• [Goal of the exercise]:
For every line in the records below that holds "Debug", make a copy.

• [Source material]:
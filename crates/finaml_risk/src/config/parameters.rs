//! Risk parameters: rates, confidence level, trial count and horizon.

use serde::Deserialize;
use tracing::warn;

use super::error::ConfigError;

/// Default discount rate.
pub const DEFAULT_DISCOUNT_RATE: f64 = 0.10;

/// Default confidence level for VaR and ES.
pub const DEFAULT_CONFIDENCE_LEVEL: f64 = 0.95;

/// Default number of Monte Carlo trials.
pub const DEFAULT_TRIALS: usize = 10_000;

/// Default horizon in periods.
pub const DEFAULT_HORIZON_PERIODS: f64 = 5.0;

/// Caller-supplied risk parameters.
///
/// `discount_rate` and `growth_rate` are the centres of the sampled rate
/// distributions; with zero sampler volatility they are used verbatim.
///
/// # Examples
///
/// ```rust
/// use finaml_risk::config::RiskParameters;
///
/// let params = RiskParameters::builder()
///     .trials(5_000)
///     .confidence_level(0.99)
///     .build()
///     .unwrap();
///
/// assert_eq!(params.trials(), 5_000);
/// assert_eq!(params.discount_rate(), 0.10);
/// assert_eq!(params.horizon_periods(), 5.0);
/// ```
#[derive(Clone, Debug, PartialEq, Deserialize)]
#[serde(default, deny_unknown_fields)]
pub struct RiskParameters {
    discount_rate: f64,
    growth_rate: f64,
    confidence_level: f64,
    trials: usize,
    horizon_periods: f64,
}

impl Default for RiskParameters {
    fn default() -> Self {
        Self {
            discount_rate: DEFAULT_DISCOUNT_RATE,
            growth_rate: finaml_models::valuation::DEFAULT_GROWTH_RATE,
            confidence_level: DEFAULT_CONFIDENCE_LEVEL,
            trials: DEFAULT_TRIALS,
            horizon_periods: DEFAULT_HORIZON_PERIODS,
        }
    }
}

impl RiskParameters {
    /// Creates a builder seeded with the defaults.
    #[inline]
    pub fn builder() -> RiskParametersBuilder {
        RiskParametersBuilder::default()
    }

    /// Returns the discount rate.
    #[inline]
    pub fn discount_rate(&self) -> f64 {
        self.discount_rate
    }

    /// Returns the growth rate.
    #[inline]
    pub fn growth_rate(&self) -> f64 {
        self.growth_rate
    }

    /// Returns the confidence level.
    #[inline]
    pub fn confidence_level(&self) -> f64 {
        self.confidence_level
    }

    /// Returns the number of trials.
    #[inline]
    pub fn trials(&self) -> usize {
        self.trials
    }

    /// Returns the horizon in periods.
    #[inline]
    pub fn horizon_periods(&self) -> f64 {
        self.horizon_periods
    }

    /// Validates every field and reports all failures together.
    ///
    /// # Errors
    ///
    /// `ConfigError::Validation` if:
    /// - either rate is not finite or not greater than -1
    /// - `confidence_level` is outside the open interval (0, 1)
    /// - `trials` is zero
    /// - `horizon_periods` is not finite or not positive
    pub fn validate(&self) -> Result<(), ConfigError> {
        let mut errors = Vec::new();

        if !self.discount_rate.is_finite() || self.discount_rate <= -1.0 {
            errors.push(format!(
                "discount_rate {} must be finite and > -1",
                self.discount_rate
            ));
        }
        if !self.growth_rate.is_finite() || self.growth_rate <= -1.0 {
            errors.push(format!(
                "growth_rate {} must be finite and > -1",
                self.growth_rate
            ));
        }
        if !(self.confidence_level > 0.0 && self.confidence_level < 1.0) {
            errors.push(format!(
                "confidence_level {} must lie in (0, 1)",
                self.confidence_level
            ));
        }
        if self.trials == 0 {
            errors.push("trials must be greater than 0".to_string());
        }
        if !self.horizon_periods.is_finite() || self.horizon_periods <= 0.0 {
            errors.push(format!(
                "horizon_periods {} must be finite and > 0",
                self.horizon_periods
            ));
        }

        if errors.is_empty() {
            Ok(())
        } else {
            Err(ConfigError::Validation(errors))
        }
    }

    /// Applies `FINAML_TRIALS` and `FINAML_CONFIDENCE` through `lookup`.
    ///
    /// Unparseable values are logged and ignored.
    pub fn with_overrides<F>(mut self, lookup: F) -> Self
    where
        F: Fn(&str) -> Option<String>,
    {
        if let Some(raw) = lookup("FINAML_TRIALS") {
            match raw.trim().parse() {
                Ok(trials) => self.trials = trials,
                Err(_) => warn!(variable = "FINAML_TRIALS", value = %raw, "ignoring unparseable override"),
            }
        }
        if let Some(raw) = lookup("FINAML_CONFIDENCE") {
            match raw.trim().parse() {
                Ok(level) => self.confidence_level = level,
                Err(_) => warn!(variable = "FINAML_CONFIDENCE", value = %raw, "ignoring unparseable override"),
            }
        }
        self
    }

    /// Applies overrides from the process environment.
    pub fn with_env_override(self) -> Self {
        self.with_overrides(|name| std::env::var(name).ok())
    }
}

/// Builder for [`RiskParameters`].
///
/// Unset fields keep their defaults; [`build`](Self::build) validates.
#[derive(Clone, Debug, Default)]
pub struct RiskParametersBuilder {
    params: RiskParameters,
}

impl RiskParametersBuilder {
    /// Sets the discount rate.
    #[inline]
    pub fn discount_rate(mut self, rate: f64) -> Self {
        self.params.discount_rate = rate;
        self
    }

    /// Sets the growth rate.
    #[inline]
    pub fn growth_rate(mut self, rate: f64) -> Self {
        self.params.growth_rate = rate;
        self
    }

    /// Sets the confidence level, in (0, 1).
    #[inline]
    pub fn confidence_level(mut self, level: f64) -> Self {
        self.params.confidence_level = level;
        self
    }

    /// Sets the number of trials.
    #[inline]
    pub fn trials(mut self, trials: usize) -> Self {
        self.params.trials = trials;
        self
    }

    /// Sets the horizon in periods.
    #[inline]
    pub fn horizon_periods(mut self, periods: f64) -> Self {
        self.params.horizon_periods = periods;
        self
    }

    /// Builds and validates the parameters.
    ///
    /// # Errors
    ///
    /// See [`RiskParameters::validate`].
    pub fn build(self) -> Result<RiskParameters, ConfigError> {
        self.params.validate()?;
        Ok(self.params)
    }
}

#[cfg(test)]
mod tests {
    use super::*;

    #[test]
    fn test_defaults() {
        let params = RiskParameters::default();
        assert_eq!(params.discount_rate(), 0.10);
        assert_eq!(params.growth_rate(), 0.05);
        assert_eq!(params.confidence_level(), 0.95);
        assert_eq!(params.trials(), 10_000);
        assert_eq!(params.horizon_periods(), 5.0);
        assert!(params.validate().is_ok());
    }

    #[test]
    fn test_builder_overrides() {
        let params = RiskParameters::builder()
            .discount_rate(0.08)
            .growth_rate(0.02)
            .horizon_periods(3.0)
            .build()
            .unwrap();
        assert_eq!(params.discount_rate(), 0.08);
        assert_eq!(params.growth_rate(), 0.02);
        assert_eq!(params.horizon_periods(), 3.0);
    }

    #[test]
    fn test_confidence_bounds_are_exclusive() {
        for level in [0.0, 1.0, -0.1, 1.5, f64::NAN] {
            assert!(
                RiskParameters::builder().confidence_level(level).build().is_err(),
                "{level}"
            );
        }
    }

    #[test]
    fn test_collects_all_failures() {
        let result = RiskParameters::builder()
            .trials(0)
            .discount_rate(-1.0)
            .horizon_periods(0.0)
            .build();
        match result {
            Err(ConfigError::Validation(errors)) => assert_eq!(errors.len(), 3),
            other => panic!("Expected Validation, got {:?}", other),
        }
    }

    #[test]
    fn test_overrides_from_lookup() {
        let params = RiskParameters::default().with_overrides(|name| match name {
            "FINAML_TRIALS" => Some("250".to_string()),
            "FINAML_CONFIDENCE" => Some(" 0.99 ".to_string()),
            _ => None,
        });
        assert_eq!(params.trials(), 250);
        assert_eq!(params.confidence_level(), 0.99);
    }

    #[test]
    fn test_unparseable_override_ignored() {
        let params = RiskParameters::default().with_overrides(|name| match name {
            "FINAML_TRIALS" => Some("lots".to_string()),
            _ => None,
        });
        assert_eq!(params.trials(), DEFAULT_TRIALS);
    }

    #[test]
    fn test_deserialize_partial_table() {
        let params: RiskParameters = toml::from_str("trials = 500\nhorizon_periods = 2.5").unwrap();
        assert_eq!(params.trials(), 500);
        assert_eq!(params.horizon_periods(), 2.5);
        assert_eq!(params.discount_rate(), DEFAULT_DISCOUNT_RATE);
    }

    #[test]
    fn test_deserialize_rejects_unknown_field() {
        assert!(toml::from_str::<RiskParameters>("trails = 500").is_err());
    }
}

• [Solution for this problem]:
#[derive(Clone, Debug, PartialEq, Deserialize)]
#[derive(Clone, Debug, Default)]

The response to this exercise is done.